## What to do
Write out, without any change, the lines in the material below that run from the line with "None => path.raw_path" through the line with "header lines and", both included.

◆ ◆ ◆

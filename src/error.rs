//! Error taxonomy for the DHT core.
//!
//! Variants distinguish *kinds* the host is expected to branch on, not
//! free-form messages. Internal plumbing that has no taxonomy-relevant
//! meaning (serialization, lock acquisition) is carried as `anyhow::Error`
//! and converted to [`DhtError::ProgrammerError`] at the public boundary.

use crate::types::node_id::NodeId;
use thiserror::Error;

#[derive(Debug, Error)]
pub enum DhtError {
    /// Misuse of the API: length mismatches, invalid bucket indices, and
    /// similar caller bugs. Not recoverable.
    #[error("programmer error: {0}")]
    ProgrammerError(String),

    /// An RPC send failed or the response was malformed. Recovered locally
    /// by the caller; never propagated out of an iterative lookup.
    #[error("transport error talking to {peer}: {message}")]
    TransportError { peer: NodeId, message: String },

    /// An RPC exceeded its deadline.
    #[error("rpc to {peer} timed out after {elapsed_ms}ms")]
    Timeout { peer: NodeId, elapsed_ms: u64 },

    /// `findNode`/`findValue` was called while `maxConcurrentLookups` were
    /// already active.
    #[error("routing table overloaded: {active}/{limit} concurrent lookups active")]
    Overloaded { active: usize, limit: usize },

    /// A second bootstrap was attempted while one was already running.
    #[error("bootstrap already in progress")]
    BootstrapInProgress,

    /// The connect phase did not reach the configured minimum of
    /// responsive seeds.
    #[error("bootstrap saw only {responded}/{required} required responsive seeds")]
    BootstrapInsufficientSeeds { responded: usize, required: usize },

    /// A host-initiated `cancel()` interrupted an in-flight bootstrap.
    #[error("bootstrap cancelled")]
    BootstrapCancelled,

    /// The routing table has been stopped; no further RPCs are served.
    #[error("routing table is shut down")]
    Shutdown,
}

pub type Result<T> = std::result::Result<T, DhtError>;
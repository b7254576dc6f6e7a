use encoding::percent::{self, escape};
use std::{fmt, str::FromStr};

use crate::error::frame::FrameError;

/// Decoded `name=value` pairs of a query string or form body, in wire order.
#[derive(Debug, PartialEq, Clone, Default)]
pub struct Query {
    pairs: Vec<(String, String)>,
}

/// Path part of a url. Components are kept exactly as written so a request
/// target can be reproduced byte for byte.
#[derive(Debug, PartialEq, Clone)]
pub struct Path {
    pub raw_path: String,
    pub raw_query: Option<String>,
    pub raw_fragment: Option<String>,
}

impl Query {
    pub fn get(&self, name: &str) -> Option<&str> {
        self.pairs
            .iter()
            .find(|(k, _)| k == name)
            .map(|(_, v)| v.as_str())
    }

    pub fn iter(&self) -> impl Iterator<Item = (&str, &str)> {
        self.pairs.iter().map(|(k, v)| (k.as_str(), v.as_str()))
    }

    pub fn len(&self) -> usize {
        self.pairs.len()
    }

    pub fn is_empty(&self) -> bool {
        self.pairs.is_empty()
    }
}

impl fmt::Display for Query {
    fn fmt(&self, f: &mut fmt::Formatter<'_>) -> fmt::Result {
        for (i, (key, value)) in self.pairs.iter().enumerate() {
            if i > 0 {
                f.write_str("&")?;
            }
            write!(f, "{}={}", escape(key), escape(value))?;
        }
        Ok(())
    }
}

impl FromStr for Query {
    type Err = FrameError;

    fn from_str(s: &str) -> Result<Self, Self::Err> {
        let mut query = Query::default();

        for entry in s.split('&').filter(|e| !e.is_empty()) {
            let (key, value) = entry.split_once('=').unwrap_or((entry, ""));
            query
                .pairs
                .push((percent::unescape(key)?, percent::unescape(value)?));
        }

        Ok(query)
    }
}

impl Path {
    /// Request target as written on a request line: path plus query, never the fragment.
    pub fn target(&self) -> String {
        let mut res = self.raw_path.clone();
        if let Some(query) = &self.raw_query {
            res.push('?');
            res.push_str(query);
        }
        res
    }

    pub fn query(&self) -> Result<Query, FrameError> {
        match &self.raw_query {
            Some(raw) => Query::from_str(raw),
            None => Ok(Query::default()),
        }
    }
}

impl fmt::Display for Path {
    fn fmt(&self, f: &mut fmt::Formatter<'_>) -> fmt::Result {
        f.write_str(&self.target())?;
        if let Some(fragment) = &self.raw_fragment {
            write!(f, "#{}", fragment)?;
        }
        Ok(())
    }
}

impl FromStr for Path {
    type Err = FrameError;

    fn from_str(s: &str) -> Result<Self, Self::Err> {
        let mut path = Path::default();

        let mut raw = s;
        if let Some((r, f)) = s.split_once('#') {
            if !f.is_empty() {
                path.raw_fragment = Some(f.to_string());
            }
            raw = r
        }

        match raw.split_once('?') {
            None => path.raw_path = raw.to_string(),
            Some((raw_path, raw_query)) => {
                path.raw_path = raw_path.to_string();
                path.raw_query = Some(raw_query.to_string());
            }
        }

        if path.raw_path.is_empty() {
            path.raw_path.push('/');
        }
        if !path.raw_path.starts_with('/') {
            return Err(FrameError::Invalid {
                subject: "path",
                reason: "path should start with '/'",
            });
        }
        Ok(path)
    }
}

impl Default for Path {
    fn default() -> Self {
        Self {
            raw_path: "/".to_string(),
            raw_query: None,
            raw_fragment: None,
        }
    }
}
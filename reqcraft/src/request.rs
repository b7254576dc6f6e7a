//! Structured form of a raw request: request line, verbatim header lines and
//! body bytes. All mutation happens here and bytes are produced once by
//! [`RawRequest::to_bytes`].

use std::{fmt, str::FromStr};

use tracing::{trace, warn};

use crate::{
    analysis::{split_head, FORM_CONTENT_TYPE},
    header,
    method::Method,
    parameter::{Parameter, ParameterKind},
    standard::Standard,
    uri::url::Url,
};

#[derive(Debug, PartialEq, Clone)]
pub enum RequestLine {
    Parsed {
        /// Method token as written, known to [`Method`] or not.
        method: String,
        /// Everything between the method and the protocol token.
        target: String,
        /// Protocol token exactly as it was written.
        version: String,
    },
    /// A first line without a trailing `HTTP/x` token, carried verbatim.
    Opaque(String),
}

impl RequestLine {
    pub fn new(method: Method, target: &str, standard: &Standard) -> Self {
        Self::Parsed {
            method: method.to_string(),
            target: target.to_string(),
            version: standard.to_string(),
        }
    }

    /// `UNDEFINED` for opaque lines and for method tokens outside [`Method`].
    pub fn method(&self) -> Method {
        match self {
            RequestLine::Parsed { method, .. } => Method::from_str(method).unwrap_or_default(),
            RequestLine::Opaque(_) => Method::UNDEFINED,
        }
    }

    /// `POST <path> <version>` for a new target, keeping the protocol token.
    /// A line without one is returned unchanged.
    pub fn retarget_post(&self, path: &str) -> Self {
        match self {
            RequestLine::Parsed { version, .. } => RequestLine::Parsed {
                method: Method::POST.to_string(),
                target: path.to_string(),
                version: version.clone(),
            },
            RequestLine::Opaque(line) => {
                warn!(line = line.as_str(), "request line has no protocol token, leaving it as is");
                self.clone()
            }
        }
    }
}

impl From<&str> for RequestLine {
    /// The last token must be an `HTTP/x` version. The first token is the
    /// method and whatever sits in between is the target, spaces included.
    fn from(line: &str) -> Self {
        let parsed = line
            .trim_end()
            .rsplit_once(char::is_whitespace)
            .filter(|(_, version)| Standard::from_str(version).is_ok())
            .and_then(|(head, version)| {
                let head = head.trim();
                let (method, target) = head.split_once(char::is_whitespace).unwrap_or((head, ""));
                (!method.is_empty()).then(|| RequestLine::Parsed {
                    method: method.to_string(),
                    target: target.trim().to_string(),
                    version: version.to_string(),
                })
            });

        parsed.unwrap_or_else(|| RequestLine::Opaque(line.to_string()))
    }
}

impl fmt::Display for RequestLine {
    fn fmt(&self, f: &mut fmt::Formatter<'_>) -> fmt::Result {
        match self {
            RequestLine::Parsed {
                method,
                target,
                version,
            } => write!(f, "{} {} {}", method, target, version),
            RequestLine::Opaque(line) => f.write_str(line),
        }
    }
}

#[derive(Debug, PartialEq, Clone)]
pub struct RawRequest {
    pub line: RequestLine,
    pub headers: Vec<String>,
    pub body: Vec<u8>,
}

impl RawRequest {
    /// `GET <target> <standard>` with a single `Host` header.
    pub fn fresh(url: &Url, standard: &Standard) -> Self {
        Self {
            line: RequestLine::new(Method::GET, &url.path.target(), standard),
            headers: vec![format!("Host: {}", url.host_header())],
            body: Vec::new(),
        }
    }

    /// Parses raw bytes, `None` when there is not even a request line.
    pub fn parse(raw: &[u8]) -> Option<Self> {
        let (lines, body_offset) = split_head(raw);
        let mut lines = lines.into_iter();
        let line = lines.next()?;

        Some(Self {
            line: RequestLine::from(line.as_str()),
            headers: lines.collect(),
            body: raw[body_offset..].to_vec(),
        })
    }

    /// Message from a header list whose first entry is the request line.
    /// `Content-Length` is brought in line with `body`.
    pub fn from_lines<S: AsRef<str>>(lines: &[S], body: Vec<u8>) -> Option<Self> {
        let (first, rest) = lines.split_first()?;
        let mut request = Self {
            line: RequestLine::from(first.as_ref()),
            headers: rest.iter().map(|h| h.as_ref().to_string()).collect(),
            body,
        };
        request.sync_content_length();
        Some(request)
    }

    /// New POST for `url` derived from `base`: the request line is retargeted,
    /// headers named by `overrides` are replaced and every other base header
    /// is kept in order.
    pub fn derive<S: AsRef<str>>(base: &RawRequest, url: &Url, overrides: &[S], body: Vec<u8>) -> Self {
        let mut request = Self {
            line: base.line.retarget_post(&url.path.raw_path),
            headers: header::merge(&base.headers, overrides),
            body,
        };
        request.sync_content_length();
        request
    }

    pub fn method(&self) -> Method {
        self.line.method()
    }

    /// Swaps GET and POST on the request line, nothing else is touched.
    pub fn toggle_method(&mut self) {
        let current = self.line.method();
        let toggled = current.toggle();
        if toggled == current {
            return;
        }
        if let RequestLine::Parsed { method, .. } = &mut self.line {
            trace!(from = %current, to = %toggled, "toggling request method");
            *method = toggled.to_string();
        }
    }

    pub fn add_parameter(&mut self, parameter: &Parameter) {
        match parameter.kind {
            ParameterKind::Url => self.add_url_parameter(parameter),
            ParameterKind::Body => self.add_body_parameter(parameter),
        }
    }

    fn add_url_parameter(&mut self, parameter: &Parameter) {
        let RequestLine::Parsed { target, .. } = &mut self.line else {
            warn!(name = parameter.name.as_str(), "no request target to add a url parameter to");
            return;
        };

        match target.find('?') {
            None => target.push('?'),
            Some(pos) if pos + 1 < target.len() && !target.ends_with('&') => target.push('&'),
            Some(_) => {}
        }
        target.push_str(&parameter.encoded());
        trace!(name = parameter.name.as_str(), "added url parameter");
    }

    fn add_body_parameter(&mut self, parameter: &Parameter) {
        if !self.body.is_empty() {
            self.body.push(b'&');
        }
        self.body.extend_from_slice(parameter.encoded().as_bytes());

        if header::find(&self.headers, "content-type").is_none() {
            self.headers
                .push(format!("Content-Type: {}", FORM_CONTENT_TYPE));
        }
        self.sync_content_length();
        trace!(name = parameter.name.as_str(), "added body parameter");
    }

    /// Sets `Content-Length` to the body size when there is a body or the
    /// header already exists.
    pub fn sync_content_length(&mut self) {
        if !self.body.is_empty() || header::find(&self.headers, "content-length").is_some() {
            header::set(&mut self.headers, "Content-Length", &self.body.len().to_string());
        }
    }

    pub fn to_bytes(&self) -> Vec<u8> {
        let mut res = Vec::with_capacity(self.body.len() + 256);
        res.extend_from_slice(self.line.to_string().as_bytes());
        res.extend_from_slice(b"\r\n");
        for line in &self.headers {
            res.extend_from_slice(line.as_bytes());
            res.extend_from_slice(b"\r\n");
        }
        res.extend_from_slice(b"\r\n");
        res.extend_from_slice(&self.body);
        res
    }
}
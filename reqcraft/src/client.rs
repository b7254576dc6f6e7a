use std::str::FromStr;

use tracing::debug;

use crate::{
    analysis::analyze_response,
    builder::RequestBuilder,
    config::Config,
    error::transport::TransportError,
    request::RawRequest,
    response::{Exchange, ResponseHolder},
    transport::{Service, Transport},
    uri::url::Url,
};

/// Sending capability for anything that owns a [`Transport`].
pub trait WithHttpRequests {
    type Transport: Transport;

    fn transport(&self) -> &Self::Transport;

    /// Plain `GET` for `url`, sent to `service`.
    fn send_url(&self, url: &str, service: &Service) -> Result<ResponseHolder, TransportError> {
        let Ok(url) = Url::from_str(url) else {
            return Ok(ResponseHolder::Incomplete);
        };
        let request = RawRequest::fresh(&url, &Config::default().standard).to_bytes();
        self.send_bytes(request, service)
    }

    /// Materializes `builder` and sends it. A builder that yields no request
    /// is reported as incomplete.
    fn send_builder(&self, builder: &RequestBuilder, service: &Service) -> Result<ResponseHolder, TransportError> {
        match builder.materialize() {
            Some(request) => self.send_bytes(request, service),
            None => {
                debug!(%service, "builder produced no request, nothing sent");
                Ok(ResponseHolder::Incomplete)
            }
        }
    }

    fn send_bytes(&self, request: Vec<u8>, service: &Service) -> Result<ResponseHolder, TransportError> {
        let response = self.transport().send_raw(service, &request)?;
        Ok(ResponseHolder::Success(Exchange {
            service: service.clone(),
            request,
            response,
        }))
    }

    /// Body of a raw response as text.
    fn response_to_string(&self, response: &[u8]) -> String {
        let offset = analyze_response(response).body_offset.min(response.len());
        String::from_utf8_lossy(&response[offset..]).into_owned()
    }
}

pub struct Client<T> {
    transport: T,
}

impl<T: Transport> Client<T> {
    pub fn new(transport: T) -> Self {
        Self { transport }
    }
}

impl<T: Transport> WithHttpRequests for Client<T> {
    type Transport = T;

    fn transport(&self) -> &T {
        &self.transport
    }
}
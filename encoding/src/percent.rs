//! Form style percent encoding (`application/x-www-form-urlencoded`).
//!
//! Alphanumerics and `.`, `-`, `*`, `_` pass through, a space becomes `+`
//! and every other byte of the utf-8 representation becomes `%XX`.

use crate::error::EncodingError;
use std::fmt::Write as _;

fn is_unreserved(b: u8) -> bool {
    b.is_ascii_alphanumeric() || matches!(b, b'.' | b'-' | b'*' | b'_')
}

pub fn escape(s: &str) -> String {
    let mut res = String::with_capacity(s.len());
    for b in s.bytes() {
        match b {
            b' ' => res.push('+'),
            b if is_unreserved(b) => res.push(b as char),
            _ => {
                res.push('%');
                let _ = write!(res, "{:02X}", b);
            }
        }
    }

    res
}

pub fn unescape(s: &str) -> Result<String, EncodingError> {
    let raw = s.as_bytes();
    let mut res: Vec<u8> = Vec::with_capacity(raw.len());
    let mut i = 0;

    while i < raw.len() {
        match raw[i] {
            b'%' => {
                if i + 2 >= raw.len() {
                    return Err(EncodingError::PercentHexInvalidStringLength { index: i });
                }

                // hex digits may be split multibyte chars in malformed input
                let digits = std::str::from_utf8(&raw[i + 1..i + 3]).map_err(|_| {
                    EncodingError::PercentInvalidInteger {
                        index: i,
                        kind: std::num::IntErrorKind::InvalidDigit,
                    }
                })?;

                match u8::from_str_radix(digits, 16) {
                    Ok(hex) => res.push(hex),
                    Err(e) => {
                        return Err(EncodingError::PercentInvalidInteger {
                            index: i,
                            kind: e.kind().clone(),
                        })
                    }
                }
                i += 3;
            }
            b'+' => {
                res.push(b' ');
                i += 1;
            }
            b => {
                res.push(b);
                i += 1;
            }
        }
    }

    String::from_utf8(res).map_err(|e| EncodingError::PercentInvalidUtf8 {
        valid_up_to: e.utf8_error().valid_up_to(),
    })
}
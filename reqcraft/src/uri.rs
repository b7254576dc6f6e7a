pub mod authority;
pub mod path;
pub mod url;
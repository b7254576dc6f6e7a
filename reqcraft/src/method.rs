use crate::error::frame::FrameError;
use std::{fmt, str::FromStr};

#[derive(Debug, PartialEq, Eq, Clone, Copy, Default)]
pub enum Method {
    GET,
    HEAD,
    POST,
    PUT,
    DELETE,
    CONNECT,
    OPTIONS,
    TRACE,
    PATCH,

    /// No method chosen yet.
    #[default]
    UNDEFINED,
}

impl Method {
    pub fn as_str(&self) -> &'static str {
        match self {
            Method::GET => "GET",
            Method::HEAD => "HEAD",
            Method::POST => "POST",
            Method::PUT => "PUT",
            Method::DELETE => "DELETE",
            Method::CONNECT => "CONNECT",
            Method::OPTIONS => "OPTIONS",
            Method::TRACE => "TRACE",
            Method::PATCH => "PATCH",
            Method::UNDEFINED => "",
        }
    }

    /// GET and POST swap, every other method is returned unchanged.
    pub fn toggle(self) -> Self {
        match self {
            Method::GET => Method::POST,
            Method::POST => Method::GET,
            other => other,
        }
    }
}

impl fmt::Display for Method {
    fn fmt(&self, f: &mut fmt::Formatter<'_>) -> fmt::Result {
        f.write_str(self.as_str())
    }
}

impl FromStr for Method {
    type Err = FrameError;

    fn from_str(s: &str) -> Result<Self, Self::Err> {
        match s.to_ascii_uppercase().as_str() {
            "GET" => Ok(Method::GET),
            "HEAD" => Ok(Method::HEAD),
            "POST" => Ok(Method::POST),
            "PUT" => Ok(Method::PUT),
            "DELETE" => Ok(Method::DELETE),
            "CONNECT" => Ok(Method::CONNECT),
            "OPTIONS" => Ok(Method::OPTIONS),
            "TRACE" => Ok(Method::TRACE),
            "PATCH" => Ok(Method::PATCH),
            x => Err(FrameError::NotImplemented {
                subject: format!("method not implemented for {}", x),
            }),
        }
    }
}
//! Typed two-step flow: parameters can only be added once a request exists.

use std::{marker::PhantomData, str::FromStr};

use tracing::{debug, trace};

use crate::{
    config::Config,
    error::transport::TransportError,
    header,
    message::BaseMessage,
    parameter::Parameter,
    request::RawRequest,
    response::Exchange,
    transport::{Service, Transport},
    uri::url::Url,
};

/// How a method shapes the initial request for a url.
pub trait MethodKind {
    fn prepare(base: Option<&BaseMessage>, url: &Url, headers: &[&str], config: &Config) -> RawRequest;
}

#[derive(Debug, Clone, Copy)]
pub struct Get;

#[derive(Debug, Clone, Copy)]
pub struct Post;

impl MethodKind for Get {
    /// Fresh request, supplied headers replace same-named defaults.
    fn prepare(_: Option<&BaseMessage>, url: &Url, headers: &[&str], config: &Config) -> RawRequest {
        let mut request = RawRequest::fresh(url, &config.standard);
        for line in headers.iter().filter(|l| header::is_valid(l, config.max_header_size)) {
            header::set_line(&mut request.headers, line);
        }
        request
    }
}

impl MethodKind for Post {
    /// Derived from the base message without its body, or a fresh request
    /// toggled to POST when there is no usable base.
    fn prepare(base: Option<&BaseMessage>, url: &Url, headers: &[&str], config: &Config) -> RawRequest {
        let headers: Vec<&str> = headers
            .iter()
            .copied()
            .filter(|l| header::is_valid(l, config.max_header_size))
            .collect();

        match base.and_then(BaseMessage::parsed_request) {
            Some(original) => {
                trace!(%url, "deriving POST from base message");
                RawRequest::derive(&original, url, &headers, Vec::new())
            }
            None => {
                let mut request = Get::prepare(None, url, &headers, config);
                request.toggle_method();
                request
            }
        }
    }
}

/// A method that has not been pointed at a url yet.
#[derive(Debug, Clone)]
pub struct Unprepared<M> {
    base: Option<BaseMessage>,
    config: Config,
    kind: PhantomData<M>,
}

impl<M: MethodKind> Unprepared<M> {
    pub fn new() -> Self {
        Self {
            base: None,
            config: Config::default(),
            kind: PhantomData,
        }
    }

    pub fn from_base(base: BaseMessage) -> Self {
        Self {
            base: Some(base),
            ..Self::new()
        }
    }

    pub fn with_config(mut self, config: Config) -> Self {
        self.config = config;
        self
    }

    /// `None` when `url` is not a usable absolute url.
    pub fn init(&self, url: &str, headers: &[&str]) -> Option<Prepared> {
        let url = Url::from_str(url).ok()?;
        let request = M::prepare(self.base.as_ref(), &url, headers, &self.config);
        debug!(%url, method = %request.method(), "request initialized");

        Some(Prepared {
            service: url.service(),
            url,
            request,
        })
    }
}

impl<M: MethodKind> Default for Unprepared<M> {
    fn default() -> Self {
        Self::new()
    }
}

/// An initialized request that accepts parameters and can be sent.
#[derive(Debug, PartialEq, Clone)]
pub struct Prepared {
    url: Url,
    service: Service,
    request: RawRequest,
}

impl Prepared {
    pub fn url(&self) -> &Url {
        &self.url
    }

    pub fn service(&self) -> &Service {
        &self.service
    }

    pub fn request(&self) -> &RawRequest {
        &self.request
    }

    pub fn add_request_parameter(&mut self, name: &str, value: &str) {
        self.request.add_parameter(&Parameter::url(name, value));
    }

    pub fn add_body_parameter(&mut self, name: &str, value: &str) {
        self.request.add_parameter(&Parameter::body(name, value));
    }

    pub fn with_request_parameter(mut self, name: &str, value: &str) -> Self {
        self.add_request_parameter(name, value);
        self
    }

    pub fn with_body_parameter(mut self, name: &str, value: &str) -> Self {
        self.add_body_parameter(name, value);
        self
    }

    pub fn to_bytes(&self) -> Vec<u8> {
        self.request.to_bytes()
    }

    pub fn send<T: Transport + ?Sized>(&self, transport: &T) -> Result<Exchange, TransportError> {
        let request = self.to_bytes();
        let response = transport.send_raw(&self.service, &request)?;
        debug!(service = %self.service, size = response.len(), "response received");

        Ok(Exchange {
            service: self.service.clone(),
            request,
            response,
        })
    }
}
//! Read-only inspection of raw request and response bytes.

use std::str::FromStr;

use tracing::warn;

use crate::{
    error::frame::FrameError,
    header,
    method::Method,
    parameter::{Parameter, ParameterKind},
    uri::{
        path::{Path, Query},
        url::Url,
    },
};

pub const FORM_CONTENT_TYPE: &str = "application/x-www-form-urlencoded";

#[derive(Debug, PartialEq, Clone, Default)]
pub struct RequestInfo {
    /// Request line first, then every header line in wire order.
    pub headers: Vec<String>,
    pub body_offset: usize,
    pub method: Method,
    /// Decoded query parameters followed by form body parameters.
    pub parameters: Vec<Parameter>,
}

#[derive(Debug, PartialEq, Clone, Default)]
pub struct ResponseInfo {
    /// Status line first, then every header line in wire order.
    pub headers: Vec<String>,
    pub body_offset: usize,
    pub status_code: Option<u16>,
}

/// Splits a message into its head lines and the offset where the body starts.
/// The head ends at the first blank line, `\r\n\r\n` or `\n\n`. Without one
/// the whole buffer is head and the body is empty.
pub fn split_head(raw: &[u8]) -> (Vec<String>, usize) {
    let crlf = raw
        .windows(4)
        .position(|w| w == b"\r\n\r\n")
        .map(|pos| (pos, pos + 4));
    let lf = raw
        .windows(2)
        .position(|w| w == b"\n\n")
        .map(|pos| (pos, pos + 2));
    let (head_end, body_offset) = match (crlf, lf) {
        (Some(crlf), Some(lf)) => crlf.min(lf),
        (found, None) | (None, found) => found.unwrap_or((raw.len(), raw.len())),
    };

    let head = String::from_utf8_lossy(&raw[..head_end]);
    let lines = head
        .split('\n')
        .map(|line| line.strip_suffix('\r').unwrap_or(line).to_string())
        .filter(|line| !line.is_empty())
        .collect();

    (lines, body_offset)
}

fn decode_parameters(query: Result<Query, FrameError>, kind: ParameterKind) -> Vec<Parameter> {
    match query {
        Ok(query) => query
            .iter()
            .map(|(name, value)| Parameter::new(name, value, kind))
            .collect(),
        Err(e) => {
            warn!(error = %e, ?kind, "skipping undecodable parameters");
            Vec::new()
        }
    }
}

/// Query of an origin-form (`/a?x=1`) or absolute-form request target.
fn target_query(target: &str) -> Result<Query, FrameError> {
    let path = match Url::from_str(target) {
        Ok(url) => url.path,
        Err(_) => Path::from_str(target)?,
    };
    path.query()
}

pub fn analyze_request(raw: &[u8]) -> RequestInfo {
    let (headers, body_offset) = split_head(raw);
    let mut tokens = headers.first().map(|l| l.split_whitespace()).into_iter().flatten();

    let method = tokens
        .next()
        .and_then(|m| Method::from_str(m).ok())
        .unwrap_or_default();

    let mut parameters = Vec::new();
    if let Some(target) = tokens.next() {
        parameters.extend(decode_parameters(target_query(target), ParameterKind::Url));
    }

    let is_form = header::find(&headers[headers.len().min(1)..], "content-type")
        .is_some_and(|ct| ct.to_ascii_lowercase().starts_with(FORM_CONTENT_TYPE));
    if is_form {
        let body = String::from_utf8_lossy(&raw[body_offset..]);
        parameters.extend(decode_parameters(Query::from_str(&body), ParameterKind::Body));
    }

    RequestInfo {
        headers,
        body_offset,
        method,
        parameters,
    }
}

pub fn analyze_response(raw: &[u8]) -> ResponseInfo {
    let (headers, body_offset) = split_head(raw);
    let status_code = headers
        .first()
        .and_then(|line| line.split_whitespace().nth(1))
        .and_then(|code| code.parse().ok());

    ResponseInfo {
        headers,
        body_offset,
        status_code,
    }
}
use std::{error::Error, time::Duration};

#[derive(Debug)]
pub enum TransportError {
    IOError(std::io::Error),
    Timeout { after: Duration },
    TlsUnsupported { host: String },
    ContentTooLarge { subject: &'static str, limit: usize },
    MalformedResponse { reason: &'static str },
}

impl std::fmt::Display for TransportError {
    fn fmt(&self, f: &mut std::fmt::Formatter) -> std::fmt::Result {
        match self {
            Self::IOError(e) => write!(f, "io error: {}", e),
            Self::Timeout { after } => write!(f, "no response after {:?}", after),
            Self::TlsUnsupported { host } => {
                write!(f, "secure service {} requires tls which is not supported", host)
            }
            Self::ContentTooLarge { subject, limit } => {
                write!(f, "{} exceeds the limit of {} bytes", subject, limit)
            }
            Self::MalformedResponse { reason } => write!(f, "malformed response: {}", reason),
        }
    }
}

impl Error for TransportError {
    fn source(&self) -> Option<&(dyn Error + 'static)> {
        match self {
            Self::IOError(e) => Some(e),
            _ => None,
        }
    }
}

impl From<std::io::Error> for TransportError {
    fn from(src: std::io::Error) -> Self {
        Self::IOError(src)
    }
}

◆ ◆ ◆

## Task output
            None => path.raw_path = raw.to_string(),
            Some((raw_path, raw_query)) => {
                path.raw_path = raw_path.to_string();
                path.raw_query = Some(raw_query.to_string());
            }
        }

        if path.raw_path.is_empty() {
            path.raw_path.push('/');
        }
        if !path.raw_path.starts_with('/') {
            return Err(FrameError::Invalid {
                subject: "path",
                reason: "path should start with '/'",
            });
        }
        Ok(path)
    }
}

impl Default for Path {
    fn default() -> Self {
        Self {
            raw_path: "/".to_string(),
            raw_query: None,
            raw_fragment: None,
        }
    }
}
filename reqcraft/src/request.rs
repository b7254576dc6f6e7a
//! Structured form of a raw request: request line, verbatim header lines and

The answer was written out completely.